Now may be a good point to start getting some values that we can recognize so that we can figure out where different checks/sums are done. I’ve found some a point in this loop at 0x803a1d48 where we have register values for A-1 such as: 0x26, 0x18, and 0x9. Removing 3 weeds, 2 flowers, and 1 tree from A-1, these values change to 0x23, 0x16, and 0x8, which maps these out pretty directly as r0 = weeds, r3 = flowers, and r4 trees. Looking a little further down we see:

add r20, r20, r4
add r19, r19, r3
addi r29, r29, 512
add r18, r18, r0

So it seems like we do some overall counting and in the end, this unkempt town has 1529 weeds, 277 flowers, and 246 trees… that seems a little crazy to me, but let’s not immediately discredit these numbers and compare against the good town: 10 weeds, 278 flowers, 247 trees. Seems to line up for the most part (I probably ran over a flower). Hacking the weed total to 0 doesn’t change the fact that it complains about them, so it must be used elsewhere.

Tracking down the memory changes, we find a loop check at 0x803a17e4 that seems to compare each tile’s type as an integer with a certain range:

cmplwi r3, 8
blt- 0x803a1804
cmplwi r3, 10
bgt- 0x803a1804
lwz r3, 0 (r24)
addi r0, r3, 1
stw r0, 0 (r24) # Add 1 to the number of weeds

Seems to accept a range of values here for a weed, 8-10. Perhaps dead trees count as weeds? Following where we’re reading those type integers from, we come upon the actual memory representation of the acre, A-1 starting at 0x81279ba8. If we edit, then leave and re-enter the acre:

So it’s a safe assumption that the leading 0x08 is a flower class and then the digit afterwards is an extra specifier. Let’s see what our 8-10 weed values represent now by placing them one after another:

Of course, ya dingus, there are three variations of weeds! Brilliant! Some more fun:

Begone fence! No, you can’t walk onto/past the tracks still, sadly.

Anyway, getting back on track. Hacking the overall weed count didn’t seem to change what the well says we have to work on, but let’s try and see where the per-acre counts are read. Once it’s gone through each tile, we see at 0x803a1980:

sub r0, r0, r4 # r0 = weeds - flowers
stw r0, 0 (r24)

Interesting, so we’ve already revealed that it seems to factor in flower count versus weed count, not just a raw weed count.


Immediately following this computation, we seem to be running through a gauntlet of checks and it’s a little difficult to figure out exactly what they all are.

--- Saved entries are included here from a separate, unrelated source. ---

use std::collections::BTreeMap;

use crate::geometry::edge_path::{dedup_path, interpolate, EdgePath, EdgePathPoint};
use crate::math::polygon_2d::{distance_to_segment, ensure_ccw};
use crate::math::Point2;
use crate::tree::EdgeSide;

const CORNER_TOL: f64 = 1e-6;
const OFFSET_TOL: f64 = 1e-6;

/// Turns a modified body polygon into per-edge paths.
///
/// `result` is the body rectangle (`width x height`, centred) after a union
/// or difference. Every vertex is assigned to its nearest body edge; vertices
/// on the body corners are skipped. Edges left straight are omitted.
#[must_use]
pub fn extract_affected_edges(result: &[Point2], width: f64, height: f64) -> BTreeMap<EdgeSide, EdgePath> {
    let (hw, hh) = (width * 0.5, height * 0.5);
    let pts = ensure_ccw(result);
    let assigned: Vec<Option<EdgeSide>> = pts.iter().map(|p| nearest_edge(p, hw, hh)).collect();

    // Start right after a change of edge so runs do not wrap around.
    let n = pts.len();
    let start = (0..n)
        .find(|&i| assigned[i] != assigned[(i + n - 1) % n])
        .unwrap_or(0);

    let mut runs: BTreeMap<EdgeSide, Vec<Vec<EdgePathPoint>>> = BTreeMap::new();
    let mut current: Option<(EdgeSide, Vec<EdgePathPoint>)> = None;
    for k in 0..n {
        let i = (start + k) % n;
        let Some(side) = assigned[i] else {
            if let Some((s, run)) = current.take() {
                runs.entry(s).or_default().push(run);
            }
            continue;
        };
        let point = to_edge_point(&pts[i], side, hw, hh);
        match &mut current {
            Some((s, run)) if *s == side => run.push(point),
            _ => {
                if let Some((s, run)) = current.take() {
                    runs.entry(s).or_default().push(run);
                }
                current = Some((side, vec![point]));
            }
        }
    }
    if let Some((s, run)) = current.take() {
        runs.entry(s).or_default().push(run);
    }

    let mut out = BTreeMap::new();
    for (side, mut side_runs) in runs {
        for run in &mut side_runs {
            if run.first().map(|p| p.t) > run.last().map(|p| p.t) {
                run.reverse();
            }
        }
        side_runs.sort_by(|a, b| a[0].t.total_cmp(&b[0].t));
        let mut points: Vec<EdgePathPoint> = side_runs.into_iter().flatten().collect();
        if points.iter().all(|p| p.offset.abs() < OFFSET_TOL) {
            continue;
        }
        if points.first().is_none_or(|p| p.t > OFFSET_TOL || p.offset.abs() > OFFSET_TOL) {
            points.insert(0, EdgePathPoint::new(0.0, 0.0));
        }
        if points
            .last()
            .is_none_or(|p| p.t < 1.0 - OFFSET_TOL || p.offset.abs() > OFFSET_TOL)
        {
            points.push(EdgePathPoint::new(1.0, 0.0));
        }
        out.insert(side, EdgePath::new(dedup_path(&points)));
    }
    out
}

/// Combines an existing edge path with a newer one.
///
/// Wherever the newer path deviates from the straight edge it wins;
/// everywhere else the existing path survives, cut at the range boundaries.
#[must_use]
pub fn merge_edge_paths(existing: &EdgePath, newer: &EdgePath) -> EdgePath {
    let old = existing.resolved();
    let new = newer.resolved();
    let ranges = modified_ranges(&new);
    if ranges.is_empty() {
        return EdgePath::new(old);
    }

    let mut out: Vec<EdgePathPoint> = Vec::with_capacity(old.len() + new.len());
    let mut old_iter = old.iter().peekable();
    for &(a, b) in &ranges {
        while let Some(p) = old_iter.next_if(|p| p.t < a - OFFSET_TOL) {
            out.push(*p);
        }
        out.push(EdgePathPoint::new(a, interpolate_before(&old, a)));
        out.extend(
            new.iter()
                .filter(|p| p.t >= a - OFFSET_TOL && p.t <= b + OFFSET_TOL)
                .copied(),
        );
        out.push(EdgePathPoint::new(b, interpolate_after(&old, b)));
        while old_iter.next_if(|p| p.t <= b + OFFSET_TOL).is_some() {}
    }
    out.extend(old_iter.copied());
    EdgePath::new(collapse_steps(&dedup_path(&out)))
}

/// Keeps only the first and last point of every run sharing one `t`, so a
/// step never doubles back on itself.
fn collapse_steps(points: &[EdgePathPoint]) -> Vec<EdgePathPoint> {
    let mut out: Vec<EdgePathPoint> = Vec::with_capacity(points.len());
    for &p in points {
        let n = out.len();
        if n >= 2 && (out[n - 1].t - p.t).abs() < OFFSET_TOL && (out[n - 2].t - p.t).abs() < OFFSET_TOL {
            out[n - 1] = p;
        } else {
            out.push(p);
        }
    }
    dedup_path(&out)
}

/// Parameter ranges where a path leaves the straight edge.
fn modified_ranges(points: &[EdgePathPoint]) -> Vec<(f64, f64)> {
    let mut ranges: Vec<(f64, f64)> = Vec::new();
    for w in points.windows(2) {
        if w[0].offset.abs() < OFFSET_TOL && w[1].offset.abs() < OFFSET_TOL {
            continue;
        }
        match ranges.last_mut() {
            Some(last) if w[0].t <= last.1 + OFFSET_TOL => last.1 = last.1.max(w[1].t),
            _ => ranges.push((w[0].t, w[1].t)),
        }
    }
    ranges
}

/// Offset approaching `t` from below (the last value of a vertical step).
fn interpolate_before(points: &[EdgePathPoint], t: f64) -> f64 {
    let before: Vec<EdgePathPoint> = points.iter().copied().filter(|p| p.t <= t + OFFSET_TOL).collect();
    match before.last() {
        Some(p) if (p.t - t).abs() <= OFFSET_TOL => p.offset,
        _ => interpolate(points, t),
    }
}

/// Offset leaving `t` upwards (the first value after a vertical step).
fn interpolate_after(points: &[EdgePathPoint], t: f64) -> f64 {
    match points.iter().find(|p| p.t >= t - OFFSET_TOL) {
        Some(p) if (p.t - t).abs() <= OFFSET_TOL => p.offset,
        _ => interpolate(points, t),
    }
}

fn nearest_edge(p: &Point2, hw: f64, hh: f64) -> Option<EdgeSide> {
    let on_corner = ((p.x.abs() - hw).abs() < CORNER_TOL) && ((p.y.abs() - hh).abs() < CORNER_TOL);
    if on_corner {
        return None;
    }
    EdgeSide::ALL
        .into_iter()
        .map(|side| {
            let (a, b) = side.endpoints(hw, hh);
            (side, distance_to_segment(p, &a, &b))
        })
        .min_by(|a, b| a.1.total_cmp(&b.1))
        .map(|(side, _)| side)
}

fn to_edge_point(p: &Point2, side: EdgeSide, hw: f64, hh: f64) -> EdgePathPoint {
    let (t, offset) = match side {
        EdgeSide::Top => ((p.x + hw) / (2.0 * hw), p.y - hh),
        EdgeSide::Bottom => ((p.x + hw) / (2.0 * hw), -(p.y + hh)),
        EdgeSide::Right => ((p.y + hh) / (2.0 * hh), p.x - hw),
        EdgeSide::Left => ((p.y + hh) / (2.0 * hh), -(p.x + hw)),
    };
    EdgePathPoint::new(t.clamp(0.0, 1.0), offset)
}
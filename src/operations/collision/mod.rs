//! 3D interpenetration checks between derived panels.

mod obb;

use serde::{Deserialize, Serialize};
use tracing::{debug, instrument};

pub use obb::{penetration_depth, Obb};

use crate::geometry::panel::{Panel, PanelKind};
use crate::math::bounds::Aabb;
use crate::operations::projection::mate_face;
use crate::tree::{EdgeSide, FaceId, PanelId};

/// One measured overlap between two panels.
#[derive(Debug, Clone, PartialEq, Serialize, Deserialize)]
pub struct PanelOverlap {
    pub a: PanelId,
    pub b: PanelId,
    pub kind_a: PanelKind,
    pub kind_b: PanelKind,
    /// Minimum penetration depth in mm.
    pub depth: f64,
    /// Depth that is expected at a joint.
    pub tolerance: f64,
}

/// Result of an overlap sweep.
#[derive(Debug, Clone, Default, PartialEq, Serialize, Deserialize)]
pub struct OverlapReport {
    pub panels: usize,
    pub pairs: usize,
    /// Pairs that reached the separating axis test.
    pub narrow_phase: usize,
    /// Overlaps deeper than their tolerance.
    pub violations: Vec<PanelOverlap>,
    /// Overlaps within tolerance (joints and corners).
    pub tolerated: Vec<PanelOverlap>,
}

/// Two dividers of one grid, split along different axes, interlock on purpose.
#[must_use]
pub fn is_cross_lap(a: &Panel, b: &Panel) -> bool {
    matches!(
        (a.id, b.id),
        (
            PanelId::Divider { void: va, axis: xa, .. },
            PanelId::Divider { void: vb, axis: xb, .. },
        ) if va == vb && xa != xb
    )
}

/// Finds every pair of panels whose volumes intersect.
///
/// Pairs whose world AABBs are apart by more than `epsilon` are skipped;
/// the rest go through the separating axis test. Cross-lap dividers are
/// exempt, and depths up to the material thickness plus `epsilon` are
/// tolerated.
#[instrument(skip_all, fields(panels = panels.len()))]
#[must_use]
pub fn detect_overlaps(panels: &[Panel], epsilon: f64) -> OverlapReport {
    let boxes: Vec<(Obb, Aabb)> = panels
        .iter()
        .map(|p| {
            let obb = Obb::from_panel(p);
            let aabb = obb.aabb();
            (obb, aabb)
        })
        .collect();
    let mut report = OverlapReport {
        panels: panels.len(),
        ..OverlapReport::default()
    };
    for i in 0..panels.len() {
        for j in i + 1..panels.len() {
            report.pairs += 1;
            let (a, b) = (&panels[i], &panels[j]);
            if is_cross_lap(a, b) || !boxes[i].1.overlaps(&boxes[j].1, epsilon) {
                continue;
            }
            report.narrow_phase += 1;
            let Some(depth) = penetration_depth(&boxes[i].0, &boxes[j].0) else {
                continue;
            };
            let overlap = PanelOverlap {
                a: a.id,
                b: b.id,
                kind_a: a.kind,
                kind_b: b.kind,
                depth,
                tolerance: a.thickness.max(b.thickness) + epsilon,
            };
            if depth > overlap.tolerance {
                report.violations.push(overlap);
            } else {
                report.tolerated.push(overlap);
            }
        }
    }
    debug!(
        pairs = report.pairs,
        narrow = report.narrow_phase,
        violations = report.violations.len(),
        "overlap sweep finished"
    );
    report
}

/// Two adjacent faces both extended towards the same third face.
#[derive(Debug, Clone, PartialEq, Serialize, Deserialize)]
pub struct ExtensionConflict {
    pub a: PanelId,
    pub b: PanelId,
    /// Face both extensions point at.
    pub toward: FaceId,
    pub extension_a: f64,
    pub extension_b: f64,
}

/// Side of a face panel that faces `other`.
#[must_use]
pub fn side_facing(face: FaceId, other: FaceId) -> Option<EdgeSide> {
    EdgeSide::ALL.into_iter().find(|s| mate_face(face, *s) == Some(other))
}

/// Pairs of adjacent face panels of one assembly whose extensions meet at a
/// shared corner.
#[must_use]
pub fn conflicting_extensions(panels: &[Panel], epsilon: f64) -> Vec<ExtensionConflict> {
    let faces: Vec<(&Panel, FaceId)> = panels
        .iter()
        .filter_map(|p| match p.kind {
            PanelKind::Face(f) => Some((p, f)),
            PanelKind::Divider(_) => None,
        })
        .collect();
    let mut out = Vec::new();
    for (i, &(pa, fa)) in faces.iter().enumerate() {
        for &(pb, fb) in &faces[i + 1..] {
            if pa.owner != pb.owner || fa.axis() == fb.axis() {
                continue;
            }
            for toward in FaceId::ALL {
                if toward.axis() == fa.axis() || toward.axis() == fb.axis() {
                    continue;
                }
                let (Some(sa), Some(sb)) = (side_facing(fa, toward), side_facing(fb, toward)) else {
                    continue;
                };
                let (ea, eb) = (pa.edge(sa).extension, pb.edge(sb).extension);
                if ea > epsilon && eb > epsilon {
                    out.push(ExtensionConflict {
                        a: pa.id,
                        b: pb.id,
                        toward,
                        extension_a: ea,
                        extension_b: eb,
                    });
                }
            }
        }
    }
    out
}
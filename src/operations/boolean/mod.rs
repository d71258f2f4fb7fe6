mod classify;
mod edge_paths;
mod ops;

pub use classify::{classify_polygon, PolygonClassification};
pub use edge_paths::{extract_affected_edges, merge_edge_paths};
pub use ops::{
    difference_polygons, intersection_area, largest, overlay, subtract_all, union_all, union_polygons, BooleanOp,
    Shape, MIN_AREA,
};
//! Parametric geometry kernel for laser-cut, finger-jointed boxes.
//!
//! The design lives in a [`tree::Scene`] that only the [`Engine`] mutates.
//! Panels are never stored: [`operations::projection::project`] derives them
//! from the tree, and [`validation`] checks the derived set.

pub mod config;
pub mod engine;
pub mod error;
pub mod geometry;
pub mod math;
pub mod operations;
pub mod tree;
pub mod validation;

pub use config::KernelConfig;
pub use engine::{Action, DispatchOptions, Engine, Snapshot};
pub use error::{BoxcutError, Result};
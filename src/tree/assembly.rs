use serde::{Deserialize, Serialize};

use super::types::{Axis, FaceId, FeetConfig, LidConfig, LidSide, MaterialConfig, VoidBounds};
use super::void::VoidId;
use crate::math::Point3;

slotmap::new_key_type! {
    /// Unique identifier for an assembly (the root box or a nested sub-assembly).
    pub struct AssemblyId;
}

/// Data associated with an assembly.
///
/// An assembly is a closed or partially open box of six face panels that
/// owns a root void. Coordinates are world millimetres; `origin` is the
/// minimum corner of the outer box.
#[derive(Debug, Clone, PartialEq, Serialize, Deserialize)]
pub struct AssemblyData {
    pub width: f64,
    pub height: f64,
    pub depth: f64,
    pub origin: Point3,
    pub material: MaterialConfig,
    /// Solid flag per face, indexed by [`FaceId::index`].
    pub solid: [bool; 6],
    /// Axis the lids are perpendicular to.
    pub axis: Axis,
    /// Lid configs indexed by [`LidSide::index`].
    pub lids: [LidConfig; 2],
    pub feet: Option<FeetConfig>,
    pub root_void: VoidId,
    /// The void this assembly sits in, for sub-assemblies.
    pub parent_void: Option<VoidId>,
    /// Gap kept between a sub-assembly and its parent void on every side.
    pub clearance: f64,
}

impl AssemblyData {
    /// Outer extent along `axis`.
    #[must_use]
    pub fn extent(&self, axis: Axis) -> f64 {
        match axis {
            Axis::X => self.width,
            Axis::Y => self.height,
            Axis::Z => self.depth,
        }
    }

    /// Outer box of the assembly.
    #[must_use]
    pub fn outer_bounds(&self) -> VoidBounds {
        VoidBounds {
            x: self.origin.x,
            y: self.origin.y,
            z: self.origin.z,
            w: self.width,
            h: self.height,
            d: self.depth,
        }
    }

    /// Interior region enclosed by the face panels.
    #[must_use]
    pub fn interior_bounds(&self) -> VoidBounds {
        self.outer_bounds().inset(self.material.thickness)
    }

    #[must_use]
    pub fn is_solid(&self, face: FaceId) -> bool {
        self.solid[face.index()]
    }

    /// Face acting as the lid on `side`.
    #[must_use]
    pub fn lid_face(&self, side: LidSide) -> FaceId {
        FaceId::on_axis(self.axis, side == LidSide::Positive)
    }

    /// Lid side of `face`, or `None` for a wall.
    #[must_use]
    pub fn lid_side(&self, face: FaceId) -> Option<LidSide> {
        if face.axis() != self.axis {
            return None;
        }
        Some(if face.is_positive() {
            LidSide::Positive
        } else {
            LidSide::Negative
        })
    }

    #[must_use]
    pub fn is_sub_assembly(&self) -> bool {
        self.parent_void.is_some()
    }

    /// Panel dimensions `(width, height)` of a face panel.
    #[must_use]
    pub fn face_dimensions(&self, face: FaceId) -> (f64, f64) {
        match face.axis() {
            Axis::Z => (self.width, self.height),
            Axis::X => (self.depth, self.height),
            Axis::Y => (self.width, self.depth),
        }
    }
}
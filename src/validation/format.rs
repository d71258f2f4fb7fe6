use std::fmt::Write;

use super::types::ValidationReport;

/// Renders a report as plain text, one finding per line.
#[must_use]
pub fn format_report(report: &ValidationReport) -> String {
    let s = &report.summary;
    let mut out = String::new();
    let status = if report.valid { "VALID" } else { "INVALID" };
    let _ = writeln!(
        out,
        "{status}: {} error(s), {} warning(s) across {} panel(s), {} rule(s)",
        s.errors, s.warnings, s.panels, s.rules_run
    );
    if !report.errors.is_empty() {
        out.push_str("Errors:\n");
        for v in &report.errors {
            let _ = writeln!(out, "  {v}");
        }
    }
    if !report.warnings.is_empty() {
        out.push_str("Warnings:\n");
        for v in &report.warnings {
            let _ = writeln!(out, "  {v}");
        }
    }
    out
}

#[cfg(test)]
mod tests {
    use super::super::types::{ValidationSummary, Violation};
    use super::*;

    #[test]
    fn report_lists_findings() {
        let report = ValidationReport {
            valid: false,
            errors: vec![Violation::error("dimensions.bounds", "too small").measured(4.0, 10.0)],
            warnings: vec![Violation::warning("extensions.long-fingers", "long")],
            summary: ValidationSummary {
                rules_run: 2,
                panels: 6,
                panel_pairs: 15,
                errors: 1,
                warnings: 1,
            },
        };
        let text = format_report(&report);
        assert!(text.starts_with("INVALID: 1 error(s), 1 warning(s)"));
        assert!(text.contains("[ERROR] dimensions.bounds: too small value=4.000 tol=10.000"));
        assert!(text.contains("[WARN] extensions.long-fingers"));
    }
}
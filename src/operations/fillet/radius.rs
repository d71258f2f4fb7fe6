use crate::config::KernelConfig;

/// Largest fillet radius a corner can take.
///
/// `angle` is the interior angle in radians. The tangent points of a fillet
/// of this radius stay on both adjacent edges. Near-straight vertices return
/// infinity (there is no corner to round), radii below the configured minimum
/// return zero.
#[must_use]
pub fn calculate_max_fillet_radius(edge_a: f64, edge_b: f64, angle: f64, config: &KernelConfig) -> f64 {
    if angle.to_degrees() >= config.near_straight_deg {
        return f64::INFINITY;
    }
    let r = edge_a.min(edge_b) * (angle * 0.5).sin();
    if r < config.min_fillet_radius {
        0.0
    } else {
        r
    }
}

At a certain point, however, one of these checks does the following:

li r0, 5
srawi r5, r4, 31
rlwinm r3, r0, 1, 31, 31
subc r0, r4, r0
adde r3, r5, r3

Here, r4 contains our weeds - flowers value and r3 ends up as 1 in the bad case and 0 in the good one. This is a fun little assembly exercise if you want to try wrap your head around PowerPC, but long story short, it’s just a r3 = weeds - flowers < 5 check, so first mechanic has been reversed here; you can merely overpower the number of weeds with flowers (caveat coming later).

This was the 3rd or 4th check in the chain, so let’s try and circle back and see what the others were. The first check seems to just always return success, the second one at 0x803a19a8 is a little more interesting. r4 seems to come in as the number of trees in the acre and:

lis r5, 0x8065
rlwinm r4, r3, 1, 31, 31
lbz r0, 0x35a0 (r5)
srawi r5, r0, 31
subc r0, r0, r3
adde r3, r5, r4

The value loaded from 0x806535a0 is 8, so this is a similarly roundabout way of checking that the number of trees is more than 8. Next one, coming in again with r3 being the number of trees:

lis r4, 0x8065
srawi r5, r3, 31
addi r4, r4, 13728
lbz r0, 0x0003 (r4)
rlwinm r4, r0, 1, 31, 31
subc r0, r3, r0
adde r3, r5, r4

The value read from 0x806535a3 is 0x11, which, as you may have guessed, is our upper limit for trees (must be less than 17). Next is the weed check, and… after that, we’re done! Just as a matter of science, let’s try and check if we can trigger each of these checks to fail for A-1 in our mostly good town state.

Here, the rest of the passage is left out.